To verify whether miR-181a-5p directly targets the VNN1 transcript, the wild-type reporter vector pMIR-VNN1-3′UTR and the mutant reporter vector pMIR-VNN1-3′UTR-mut were constructed as described in the Materials and Methods. Notably, the three bases in the pMIR-VNN1-3′UTR-mut plasmid identified in response to the predicted miR-181a-5p seed region were mutated by the overlap-PCR method. The pMIR-VNN1-3′UTR or pMIR-VNN1-3′UTR-mut was transfected into CHO-K1 cells together with the miR-181a-5p-mimic or the NC mimic. The miR-181a-5p-mimic significantly decreased the luciferase activity of VNN1-3′UTR, but it did not affect the activity of VNN1-3′UTR-mut, which demonstrated that miR-181a-5p directly bound to the predicted target site of the VNN1 3′UTR to affect luciferase expression (Figure 5D).

DISCUSSION

Abdominal fat deposition is one of the most prominent issues in livestock production. It can cause a series of physiological disorders such as obesity, ascites and overall immunity declines and can lead to an increase in the cost of farming, which reduces the level of profitable agriculture development [21]. To a certain extent, chicken liver lipid metabolism and abdominal fat deposition are regulated by genetic factors [22]. Therefore, identifying new genetic factors and studying their biological functions and regulatory mechanisms is a good strategy for reducing fat deposition in the poultry abdomen. For example, Park et al [23] have revealed that chicken G0/G1 switch gene 2 (G0S2) plays an important role in abdominal fat deposition in chicken through the CRISPR-Cas9 system.

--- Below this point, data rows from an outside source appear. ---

//! Embedding vectors: construction, persisted byte layout, and similarity math.
//!
//! Stored layout is a raw little-endian `f32` buffer of `dimension * 4`
//! bytes. Anything else decodes to [`Error::CorruptVector`].

use serde::{Deserialize, Serialize};

use crate::error::{Error, Result};

/// Norm deviation below which a vector is already considered unit length.
const UNIT_EPSILON: f32 = 1e-6;

/// L2-unit-normalized embedding.
///
/// Construction rejects empty, zero and non-finite vectors, so a value of
/// this type always has norm ≈ 1.0.
#[derive(Debug, Clone, PartialEq, Serialize, Deserialize)]
#[serde(try_from = "Vec<f32>", into = "Vec<f32>")]
pub struct EmbeddingVector(Vec<f32>);

impl EmbeddingVector {
    /// Build a unit vector, re-normalizing when the norm has drifted.
    pub fn new(mut values: Vec<f32>) -> Result<Self> {
        if values.is_empty() {
            return Err(Error::InvalidInput("empty embedding".to_string()));
        }
        if !normalize_in_place(&mut values) {
            return Err(Error::InvalidInput(
                "embedding has zero or non-finite norm".to_string(),
            ));
        }
        Ok(Self(values))
    }

    /// Decode a stored buffer, checking it against the expected dimension.
    pub fn from_le_bytes(bytes: &[u8], dimension: usize) -> Result<Self> {
        let values = decode_f32_le(bytes, dimension)?;
        Self::new(values).map_err(|e| Error::CorruptVector(e.to_string()))
    }

    /// Encode to the persisted little-endian layout.
    pub fn to_le_bytes(&self) -> Vec<u8> {
        encode_f32_le(&self.0)
    }

    pub fn dimension(&self) -> usize {
        self.0.len()
    }

    pub fn as_slice(&self) -> &[f32] {
        &self.0
    }

    pub fn into_inner(self) -> Vec<f32> {
        self.0
    }

    /// Cosine similarity with another unit vector (a plain dot product).
    pub fn similarity(&self, other: &EmbeddingVector) -> f32 {
        dot(&self.0, &other.0)
    }
}

impl TryFrom<Vec<f32>> for EmbeddingVector {
    type Error = Error;

    fn try_from(values: Vec<f32>) -> Result<Self> {
        Self::new(values)
    }
}

impl From<EmbeddingVector> for Vec<f32> {
    fn from(v: EmbeddingVector) -> Self {
        v.0
    }
}

impl AsRef<[f32]> for EmbeddingVector {
    fn as_ref(&self) -> &[f32] {
        &self.0
    }
}

/// Decode a little-endian `f32` buffer of exactly `dimension` elements.
pub fn decode_f32_le(bytes: &[u8], dimension: usize) -> Result<Vec<f32>> {
    if bytes.len() % 4 != 0 {
        return Err(Error::CorruptVector(format!(
            "byte length {} is not a multiple of 4",
            bytes.len()
        )));
    }
    let count = bytes.len() / 4;
    if count != dimension {
        return Err(Error::CorruptVector(format!(
            "expected {} elements, found {}",
            dimension, count
        )));
    }
    Ok(bytes
        .chunks_exact(4)
        .map(|c| f32::from_le_bytes([c[0], c[1], c[2], c[3]]))
        .collect())
}

/// Encode floats as a little-endian byte buffer.
pub fn encode_f32_le(values: &[f32]) -> Vec<u8> {
    let mut out = Vec::with_capacity(values.len() * 4);
    for v in values {
        out.extend_from_slice(&v.to_le_bytes());
    }
    out
}

pub fn dot(a: &[f32], b: &[f32]) -> f32 {
    a.iter().zip(b.iter()).map(|(x, y)| x * y).sum()
}

pub fn l2_norm(v: &[f32]) -> f32 {
    v.iter().map(|x| x * x).sum::<f32>().sqrt()
}

/// Normalize in place and return whether the norm was usable.
///
/// Vectors already within `1e-6` of unit length are left untouched so that
/// normalization is idempotent bit for bit.
pub fn normalize_in_place(values: &mut [f32]) -> bool {
    let norm = l2_norm(values);
    if !norm.is_finite() || norm <= f32::EPSILON {
        return false;
    }
    if (norm - 1.0).abs() > UNIT_EPSILON {
        values.iter_mut().for_each(|x| *x /= norm);
    }
    true
}

/// Cosine similarity for vectors of any norm; 0.0 when either is degenerate
/// or the lengths differ.
pub fn cosine_similarity(a: &[f32], b: &[f32]) -> f32 {
    if a.len() != b.len() {
        return 0.0;
    }
    let mag_a = l2_norm(a);
    let mag_b = l2_norm(b);
    if mag_a > 0.0 && mag_b > 0.0 {
        dot(a, b) / (mag_a * mag_b)
    } else {
        0.0
    }
}
//! Brute-force cosine similarity search grouped by item.
//!
//! Every stored vector of every candidate (primary embedding plus accepted
//! samples) is scored against the query in one matrix-vector product. Each
//! item is represented by its best-scoring view.

use std::collections::HashMap;
use std::time::Instant;

use ndarray::{Array1, Array2, ArrayView1};
use tracing::{debug, warn};
use uuid::Uuid;

use vitrina_core::defaults::NORM_DRIFT_TOLERANCE;
use vitrina_core::{
    decode_f32_le, l2_norm, EmbeddingVector, Error, ImageMatch, Item, MatchedView, Result, Sample,
};

/// One stored vector in the working set.
struct Row {
    item: usize,
    view: MatchedView,
    values: Vec<f32>,
}

/// Pure, synchronous similarity engine. Never mutates stored vectors.
#[derive(Debug, Clone)]
pub struct SimilarityEngine {
    norm_tolerance: f32,
}

impl Default for SimilarityEngine {
    fn default() -> Self {
        Self {
            norm_tolerance: NORM_DRIFT_TOLERANCE,
        }
    }
}

impl SimilarityEngine {
    pub fn new() -> Self {
        Self::default()
    }

    pub fn with_norm_tolerance(mut self, tolerance: f32) -> Self {
        self.norm_tolerance = tolerance.max(0.0);
        self
    }

    /// Rank candidates by their best similarity to `query`.
    ///
    /// Items without a usable primary embedding are skipped entirely;
    /// corrupt samples are skipped one by one. Results below `threshold` are
    /// dropped, the rest are sorted descending (ties keep candidate order)
    /// and truncated to `limit`.
    pub fn search(
        &self,
        query: &EmbeddingVector,
        candidates: &[Item],
        samples: &[Sample],
        threshold: f32,
        limit: usize,
    ) -> Vec<ImageMatch> {
        let start = Instant::now();
        let rows = self.collect_rows(query.dimension(), candidates, samples);

        let scores = match batched_scores(query.as_slice(), &rows) {
            Ok(scores) => scores,
            Err(e) => {
                warn!(
                    subsystem = "search",
                    component = "engine",
                    op = "search",
                    vector_count = rows.len(),
                    error = %e,
                    "Batched similarity failed, falling back to per-pair scoring"
                );
                scalar_scores(query.as_slice(), &rows)
            }
        };

        let mut best: Vec<Option<(f32, MatchedView)>> = vec![None; candidates.len()];
        for (row, score) in rows.iter().zip(scores) {
            let Some(score) = score else { continue };
            match best[row.item] {
                Some((current, _)) if current >= score => {}
                _ => best[row.item] = Some((score, row.view)),
            }
        }

        let mut matches: Vec<ImageMatch> = best
            .into_iter()
            .enumerate()
            .filter_map(|(idx, best)| {
                let (similarity, view) = best?;
                (similarity >= threshold).then(|| ImageMatch {
                    item: candidates[idx].clone(),
                    similarity: similarity.clamp(0.0, 1.0),
                    view,
                })
            })
            .collect();

        // sort_by is stable: equal scores keep candidate order
        matches.sort_by(|a, b| {
            b.similarity
                .partial_cmp(&a.similarity)
                .unwrap_or(std::cmp::Ordering::Equal)
        });
        matches.truncate(limit);

        debug!(
            subsystem = "search",
            component = "engine",
            op = "search",
            candidate_count = candidates.len(),
            vector_count = rows.len(),
            result_count = matches.len(),
            threshold,
            duration_ms = start.elapsed().as_millis() as u64,
            "Similarity search complete"
        );
        matches
    }

    fn collect_rows(&self, dimension: usize, candidates: &[Item], samples: &[Sample]) -> Vec<Row> {
        let mut by_item: HashMap<Uuid, Vec<&Sample>> = HashMap::new();
        for sample in samples {
            by_item.entry(sample.item_id).or_default().push(sample);
        }

        let mut rows = Vec::with_capacity(candidates.len() + samples.len());
        for (idx, item) in candidates.iter().enumerate() {
            let primary = match item.image_embedding.as_deref() {
                None | Some([]) => {
                    debug!(
                        subsystem = "search",
                        component = "engine",
                        item_id = %item.id,
                        "Skipping item without primary embedding"
                    );
                    continue;
                }
                Some(bytes) => self.decode_stored(bytes, dimension),
            };
            let primary = match primary {
                Ok(values) => values,
                Err(e) => {
                    warn!(
                        subsystem = "search",
                        component = "engine",
                        item_id = %item.id,
                        error = %e,
                        "Skipping item with corrupt primary embedding"
                    );
                    continue;
                }
            };
            rows.push(Row {
                item: idx,
                view: MatchedView::Primary,
                values: primary,
            });

            for sample in by_item.get(&item.id).into_iter().flatten() {
                match self.decode_stored(&sample.embedding, dimension) {
                    Ok(values) => rows.push(Row {
                        item: idx,
                        view: MatchedView::Sample(sample.id),
                        values,
                    }),
                    Err(e) => warn!(
                        subsystem = "search",
                        component = "engine",
                        item_id = %item.id,
                        sample_id = %sample.id,
                        error = %e,
                        "Skipping corrupt sample embedding"
                    ),
                }
            }
        }
        rows
    }

    /// Decode stored bytes into a working unit vector.
    ///
    /// Norms that drifted past the tolerance are re-normalized in the
    /// returned copy; zero or non-finite norms are `CorruptVector`.
    pub fn decode_stored(&self, bytes: &[u8], dimension: usize) -> Result<Vec<f32>> {
        let mut values = decode_f32_le(bytes, dimension)?;
        let norm = l2_norm(&values);
        if !norm.is_finite() || norm <= f32::EPSILON {
            return Err(Error::CorruptVector(format!("unusable norm {}", norm)));
        }
        if (norm - 1.0).abs() > self.norm_tolerance {
            values.iter_mut().for_each(|v| *v /= norm);
        }
        Ok(values)
    }
}

/// One matrix-vector product over all rows.
fn batched_scores(query: &[f32], rows: &[Row]) -> Result<Vec<Option<f32>>> {
    if rows.is_empty() {
        return Ok(Vec::new());
    }
    let dim = query.len();
    if let Some(bad) = rows.iter().find(|r| r.values.len() != dim) {
        return Err(Error::Search(format!(
            "row of length {} does not match query dimension {}",
            bad.values.len(),
            dim
        )));
    }

    let flat: Vec<f32> = rows.iter().flat_map(|r| r.values.iter().copied()).collect();
    let matrix = Array2::from_shape_vec((rows.len(), dim), flat)
        .map_err(|e| Error::Search(format!("cannot stack vectors: {}", e)))?;
    let scores: Array1<f32> = matrix.dot(&ArrayView1::from(query));
    Ok(scores.into_iter().map(Some).collect())
}

/// Per-pair scoring that skips only the offending rows.
fn scalar_scores(query: &[f32], rows: &[Row]) -> Vec<Option<f32>> {
    rows.iter()
        .map(|r| (r.values.len() == query.len()).then(|| vitrina_core::dot(query, &r.values)))
        .collect()
}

VNN1 is a pantetheinase that catalyzes the hydrolysis of pantetheine to produce pantothenic acid (vitamin B5) and cysteamine (highly effective antioxidant) [1]. Initial studies suggested that Vanin1 may promote an inflammatory response. Martin et al [24] showed that Vanin-1−/− mice exhibited improved control of NSAID- or Schistosoma-induced intestinal inflammation and intestinal injury. Berruyer et al [3] further demonstrated that Vanin-1 licenses the production of inflammatory mediators by intestinal epithelial cells. Recent studies have revealed additional functions of VNN1 gene. For example, van Diepen et al [5] revealed that RNAi-induced VNN1 knockdown in mice aggravated the accumulation of liver TGs. Chen et al [7] characterized VNN1 as a novel factor that activates hepatic gluconeogenesis. Our previous studies also showed that the VNN1 gene is specifically expressed in chicken liver and negatively regulated by microRNA-122. These findings indicate that VNN1 is likely to be a potential novel molecule involved in liver glycolipid metabolism. Thus, the molecular mechanisms that regulate VNN1 in the chicken liver need to be clearly understood to evaluate its roles in liver glycolipid metabolism. In this study, we identified regulatory elements of the VNN1 promoter and the VNN1 3′-UTR and validated the roles of PPARα and miRNA-181a-5P in the regulation of the chicken VNN1 gene.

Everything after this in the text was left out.